Source data |
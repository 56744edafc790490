//! Normalization Tests
//!
//! End-to-end checks of the public API: model classification, token
//! parameter building, memory-type normalization and settings loading.
//!
//! Run: cargo nextest run --test normalization_tests

use automem_core::{
    EffortLevel, MemoryType, ModelFamily, get_openai_token_params, normalize_memory_type,
    supports_reasoning,
};
use serde_json::json;

fn init_tracing() {
    let _ = tracing_subscriber::fmt()
        .with_env_filter(tracing_subscriber::EnvFilter::from_default_env())
        .with_test_writer()
        .try_init();
}

const REASONING_MODELS: &[&str] = &[
    "o1",
    "o1-mini",
    "o1-preview",
    "o3",
    "o3-mini",
    "gpt-5",
    "gpt-5.2",
    "gpt-5.3-codex",
];

const PLAIN_MODELS: &[&str] = &[
    "gpt-4",
    "gpt-4o",
    "gpt-4o-mini",
    "gpt-4-turbo",
    "text-embedding-3-large",
    "claude-3-opus",
    "unknown-model",
];

// =============================================================================
// Model classification
// =============================================================================

mod classification_tests {
    use super::*;

    #[test]
    fn test_reasoning_models() {
        for model in REASONING_MODELS {
            assert!(supports_reasoning(model), "{model} should support reasoning");
        }
    }

    #[test]
    fn test_plain_models() {
        for model in PLAIN_MODELS {
            assert!(!supports_reasoning(model), "{model} should not support reasoning");
            assert_eq!(ModelFamily::classify(model), ModelFamily::Other);
        }
    }
}

// =============================================================================
// Token parameters
// =============================================================================

mod token_params_tests {
    use super::*;

    #[test]
    fn test_o1_without_effort() {
        let params = get_openai_token_params("o1", 100, None);
        assert_eq!(params.to_value().unwrap(), json!({"max_completion_tokens": 100}));
    }

    #[test]
    fn test_gpt5_with_effort() {
        let params = get_openai_token_params("gpt-5.2", 100, Some("high"));
        assert_eq!(
            serde_json::to_value(&params).unwrap(),
            json!({"max_tokens": 100, "reasoning": {"effort": "high"}})
        );
    }

    #[test]
    fn test_gpt4_drops_effort() {
        init_tracing();
        let params = get_openai_token_params("gpt-4o-mini", 100, Some("medium"));
        assert_eq!(params.to_value().unwrap(), json!({"max_tokens": 100}));
    }

    #[test]
    fn test_exactly_one_limit_key() {
        for model in REASONING_MODELS.iter().chain(PLAIN_MODELS) {
            for effort in [None, Some(""), Some("low"), Some("xhigh")] {
                let value = get_openai_token_params(model, 10, effort).to_value().unwrap();
                let has_legacy = value.get("max_tokens").is_some();
                let has_budget = value.get("max_completion_tokens").is_some();
                assert!(has_legacy ^ has_budget, "{model}: {value}");
            }
        }
    }

    #[test]
    fn test_reasoning_iff_supported_and_non_empty() {
        for model in REASONING_MODELS.iter().chain(PLAIN_MODELS) {
            for effort in [None, Some(""), Some("medium"), Some("typo")] {
                let params = get_openai_token_params(model, 10, effort);
                let expected = supports_reasoning(model) && effort.is_some_and(|e| !e.is_empty());
                assert_eq!(params.reasoning().is_some(), expected, "{model} {effort:?}");
            }
        }
    }

    #[test]
    fn test_known_levels_pass_through() {
        for level in EffortLevel::ALL {
            let params = get_openai_token_params("o3", 50, Some(level.as_str()));
            assert_eq!(
                params.to_value().unwrap()["reasoning"]["effort"],
                json!(level.as_str())
            );
        }
    }
}

// =============================================================================
// Memory types
// =============================================================================

mod memory_type_tests {
    use super::*;

    #[test]
    fn test_scenarios() {
        assert_eq!(normalize_memory_type(Some("decision")), ("Decision", true));
        assert_eq!(normalize_memory_type(Some("memory")), ("Context", true));
        assert_eq!(normalize_memory_type(Some("Decision")), ("Decision", false));
        assert_eq!(normalize_memory_type(None), ("Context", true));
        assert_eq!(normalize_memory_type(Some("unknown_type")), ("", true));
    }

    #[test]
    fn test_canonical_labels_are_fixed_points() {
        for memory_type in MemoryType::ALL {
            let (label, modified) = normalize_memory_type(Some(memory_type.as_str()));
            assert_eq!(label, memory_type.as_str());
            assert!(!modified);
        }
    }

    #[test]
    fn test_renormalizing_output_is_stable() {
        for raw in ["insight", "ANALYSIS", "observation", "Milestone", "template"] {
            let (label, modified) = normalize_memory_type(Some(raw));
            assert!(modified);
            assert_eq!(normalize_memory_type(Some(label)), (label, false));
        }
    }
}

// =============================================================================
// Settings
// =============================================================================

mod settings_tests {
    use automem_core::LlmSettings;
    use automem_core::config::settings::keys;
    use automem_core::config::{ConfigBuilder, MemoryConfigProvider};
    use serde_json::json;

    #[tokio::test]
    async fn test_settings_to_request_params() {
        super::init_tracing();
        let config = ConfigBuilder::new()
            .memory(
                MemoryConfigProvider::new()
                    .value(keys::CLASSIFICATION_MODEL, "o1-mini")
                    .value(keys::CLASSIFICATION_MAX_TOKENS, "200")
                    .value(keys::CLASSIFICATION_REASONING_EFFORT, "medium"),
            )
            .build();

        let settings = LlmSettings::load(&config).await.unwrap();
        let mut body = json!({"model": settings.classification_model, "max_tokens": 1});
        settings
            .token_params()
            .merge_into(body.as_object_mut().unwrap())
            .unwrap();

        assert_eq!(
            body,
            json!({
                "model": "o1-mini",
                "max_completion_tokens": 200,
                "reasoning": {"effort": "medium"}
            })
        );
    }
}
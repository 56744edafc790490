use super::family::{FamilyRule, ModelFamily};
use super::registry::ModelRegistry;

const BUILTIN_RULES: &[(&str, ModelFamily)] = &[
    ("o1", ModelFamily::OSeries),
    ("o3", ModelFamily::OSeries),
    ("gpt-5", ModelFamily::Gpt5),
];

pub fn register_all(registry: &mut ModelRegistry) {
    for (prefix, family) in BUILTIN_RULES {
        registry.push_builtin(FamilyRule::new(*prefix, *family));
    }
}
use serde::{Deserialize, Serialize};
use serde_json::{Map, Value};

use super::effort::ReasoningConfig;
use crate::models::{ModelFamily, TokenLimitKey};

/// The single token-limit field of a completion request.
#[derive(Debug, Clone, Copy, PartialEq, Eq, Serialize, Deserialize)]
pub enum TokenLimit {
    #[serde(rename = "max_tokens")]
    MaxTokens(u32),
    #[serde(rename = "max_completion_tokens")]
    MaxCompletionTokens(u32),
}

impl TokenLimit {
    pub fn new(key: TokenLimitKey, value: u32) -> Self {
        match key {
            TokenLimitKey::MaxTokens => Self::MaxTokens(value),
            TokenLimitKey::MaxCompletionTokens => Self::MaxCompletionTokens(value),
        }
    }

    pub fn key(&self) -> TokenLimitKey {
        match self {
            Self::MaxTokens(_) => TokenLimitKey::MaxTokens,
            Self::MaxCompletionTokens(_) => TokenLimitKey::MaxCompletionTokens,
        }
    }

    pub fn value(&self) -> u32 {
        match self {
            Self::MaxTokens(v) | Self::MaxCompletionTokens(v) => *v,
        }
    }
}

/// Token parameters to merge into an outbound completion request.
///
/// Serializes to a flat object holding exactly one of `max_tokens` or
/// `max_completion_tokens`, plus `reasoning` when an effort applies.
#[derive(Debug, Clone, PartialEq, Eq, Serialize)]
pub struct TokenParams {
    #[serde(flatten)]
    limit: TokenLimit,
    #[serde(skip_serializing_if = "Option::is_none")]
    reasoning: Option<ReasoningConfig>,
}

impl TokenParams {
    pub(crate) fn for_family(
        family: ModelFamily,
        model: &str,
        max_tokens: u32,
        reasoning_effort: Option<&str>,
    ) -> Self {
        let limit = TokenLimit::new(family.token_limit_key(), max_tokens);

        let reasoning = match reasoning_effort.filter(|effort| !effort.is_empty()) {
            Some(effort) if family.supports_reasoning() => Some(ReasoningConfig::new(effort)),
            Some(effort) => {
                tracing::debug!(
                    model,
                    effort,
                    "reasoning effort dropped for model without reasoning support"
                );
                None
            }
            None => None,
        };

        Self { limit, reasoning }
    }

    pub fn limit(&self) -> TokenLimit {
        self.limit
    }

    pub fn reasoning(&self) -> Option<&ReasoningConfig> {
        self.reasoning.as_ref()
    }

    pub fn reasoning_effort(&self) -> Option<&str> {
        self.reasoning.as_ref().map(|r| r.effort.as_str())
    }

    pub fn to_value(&self) -> crate::Result<Value> {
        Ok(serde_json::to_value(self)?)
    }

    /// Copies these parameters into a request body.
    ///
    /// The opposite token-limit key is removed so the body never carries both.
    pub fn merge_into(&self, body: &mut Map<String, Value>) -> crate::Result<()> {
        let other = match self.limit.key() {
            TokenLimitKey::MaxTokens => TokenLimitKey::MaxCompletionTokens,
            TokenLimitKey::MaxCompletionTokens => TokenLimitKey::MaxTokens,
        };
        let params: Map<String, Value> = serde_json::from_value(self.to_value()?)?;

        body.remove(other.as_str());
        body.extend(params);
        Ok(())
    }
}
//! Event relay: bridges host-originated push notifications to any number of
//! locally registered listeners. The relay owns the channel-to-listener-set
//! mapping for the lifetime of the context; dispatch is driven entirely by
//! the transport delivering named events into this context.

use std::cell::RefCell;
use std::collections::HashMap;
use std::fmt;
use std::panic::{catch_unwind, AssertUnwindSafe};
use std::rc::Rc;

use serde_json::Value;
use tracing::{debug, error};

use crate::error::ShimError;
use crate::transport::EventPrimitive;

/// A locally registered listener. Identity is pointer identity: registering
/// the same `Listener` value twice yields two independently removable
/// entries, while structurally identical closures stay distinct.
#[derive(Clone)]
pub struct Listener(Rc<dyn Fn(&Value)>);

impl Listener {
    pub fn new(f: impl Fn(&Value) + 'static) -> Self {
        Self(Rc::new(f))
    }

    pub fn ptr_eq(&self, other: &Self) -> bool {
        Rc::ptr_eq(&self.0, &other.0)
    }

    fn call(&self, payload: &Value) {
        (self.0)(payload)
    }
}

impl fmt::Debug for Listener {
    fn fmt(&self, f: &mut fmt::Formatter<'_>) -> fmt::Result {
        f.write_str("Listener")
    }
}

#[derive(Default)]
struct ChannelState {
    listeners: Vec<Listener>,
    /// Whether a sink is currently registered with the host primitive.
    hooked: bool,
}

pub struct EventRelay {
    host: Rc<dyn EventPrimitive>,
    channels: RefCell<HashMap<String, ChannelState>>,
}

impl EventRelay {
    pub fn new(host: Rc<dyn EventPrimitive>) -> Rc<Self> {
        Rc::new(Self {
            host,
            channels: RefCell::new(HashMap::new()),
        })
    }

    /// Handle for one named channel. Handles are cheap; the listener set
    /// lives here.
    pub fn channel(self: &Rc<Self>, name: impl Into<String>) -> EventChannel {
        EventChannel {
            name: name.into(),
            relay: Rc::clone(self),
        }
    }

    pub fn subscribe(self: &Rc<Self>, channel: &str, listener: Listener) {
        let needs_hook = {
            let mut channels = self.channels.borrow_mut();
            let state = channels.entry(channel.to_string()).or_default();
            state.listeners.push(listener);
            if state.hooked {
                false
            } else {
                state.hooked = true;
                true
            }
        };

        if needs_hook {
            let relay = Rc::downgrade(self);
            let sink_channel = channel.to_string();
            self.host.subscribe(
                channel,
                Rc::new(move |payload: Value| {
                    if let Some(relay) = relay.upgrade() {
                        relay.deliver(&sink_channel, &payload);
                    }
                }),
            );
        }
    }

    /// Removes the first entry matching `listener` by identity; no-op when
    /// absent. Unhooks from the host once the channel empties.
    pub fn unsubscribe(&self, channel: &str, listener: &Listener) {
        let unhook = {
            let mut channels = self.channels.borrow_mut();
            let Some(state) = channels.get_mut(channel) else {
                return;
            };
            if let Some(position) = state.listeners.iter().position(|l| l.ptr_eq(listener)) {
                state.listeners.remove(position);
            }
            if state.listeners.is_empty() && state.hooked {
                state.hooked = false;
                true
            } else {
                false
            }
        };

        if unhook {
            self.host.unsubscribe(channel);
        }
    }

    /// Fan one delivered payload out to every listener in registration
    /// order. A failing listener never blocks the listeners after it.
    pub fn deliver(&self, channel: &str, payload: &Value) {
        let listeners = match self.channels.borrow().get(channel) {
            Some(state) => state.listeners.clone(),
            None => return,
        };
        debug!(target: "relay", channel, count = listeners.len(), "delivering event");
        for listener in listeners {
            if let Err(panic) = catch_unwind(AssertUnwindSafe(|| listener.call(payload))) {
                let detail = panic
                    .downcast_ref::<&str>()
                    .map(|s| (*s).to_string())
                    .or_else(|| panic.downcast_ref::<String>().cloned())
                    .unwrap_or_else(|| "non-string panic".to_string());
                error!(target: "relay", channel, detail = %detail, "listener panicked during delivery");
            }
        }
    }

    pub fn listener_count(&self, channel: &str) -> usize {
        self.channels
            .borrow()
            .get(channel)
            .map(|state| state.listeners.len())
            .unwrap_or(0)
    }
}

/// Per-channel event handle with the standard emitter contract. Rule
/// management and listener introspection are declared for surface
/// compatibility but intentionally unsupported: they fail loudly instead of
/// silently no-oping, unlike the gateway's deliberately stubbed methods.
pub struct EventChannel {
    name: String,
    relay: Rc<EventRelay>,
}

impl EventChannel {
    pub fn name(&self) -> &str {
        &self.name
    }

    pub fn add_listener(&self, listener: Listener) {
        self.relay.subscribe(&self.name, listener);
    }

    pub fn remove_listener(&self, listener: &Listener) {
        self.relay.unsubscribe(&self.name, listener);
    }

    pub fn add_rules(&self, _rules: Vec<Value>) -> Result<(), ShimError> {
        Err(ShimError::NotImplemented("event rule management"))
    }

    pub fn get_rules(&self) -> Result<Vec<Value>, ShimError> {
        Err(ShimError::NotImplemented("event rule management"))
    }

    pub fn remove_rules(&self, _rule_ids: Vec<Value>) -> Result<(), ShimError> {
        Err(ShimError::NotImplemented("event rule management"))
    }

    pub fn has_listeners(&self) -> Result<bool, ShimError> {
        Err(ShimError::NotImplemented("listener introspection"))
    }
}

What you are asked to do | Starting with the line that holds "fn call(&self, payload: &Value)" and ending with the line that holds "channel: &str, listener: Listener)", retype every line in the data above exactly, and nothing else.

Expected answer |
    fn call(&self, payload: &Value) {
        (self.0)(payload)
    }
}

impl fmt::Debug for Listener {
    fn fmt(&self, f: &mut fmt::Formatter<'_>) -> fmt::Result {
        f.write_str("Listener")
    }
}

#[derive(Default)]
struct ChannelState {
    listeners: Vec<Listener>,
    /// Whether a sink is currently registered with the host primitive.
    hooked: bool,
}

pub struct EventRelay {
    host: Rc<dyn EventPrimitive>,
    channels: RefCell<HashMap<String, ChannelState>>,
}

impl EventRelay {
    pub fn new(host: Rc<dyn EventPrimitive>) -> Rc<Self> {
        Rc::new(Self {
            host,
            channels: RefCell::new(HashMap::new()),
        })
    }

    /// Handle for one named channel. Handles are cheap; the listener set
    /// lives here.
    pub fn channel(self: &Rc<Self>, name: impl Into<String>) -> EventChannel {
        EventChannel {
            name: name.into(),
            relay: Rc::clone(self),
        }
    }

    pub fn subscribe(self: &Rc<Self>, channel: &str, listener: Listener) {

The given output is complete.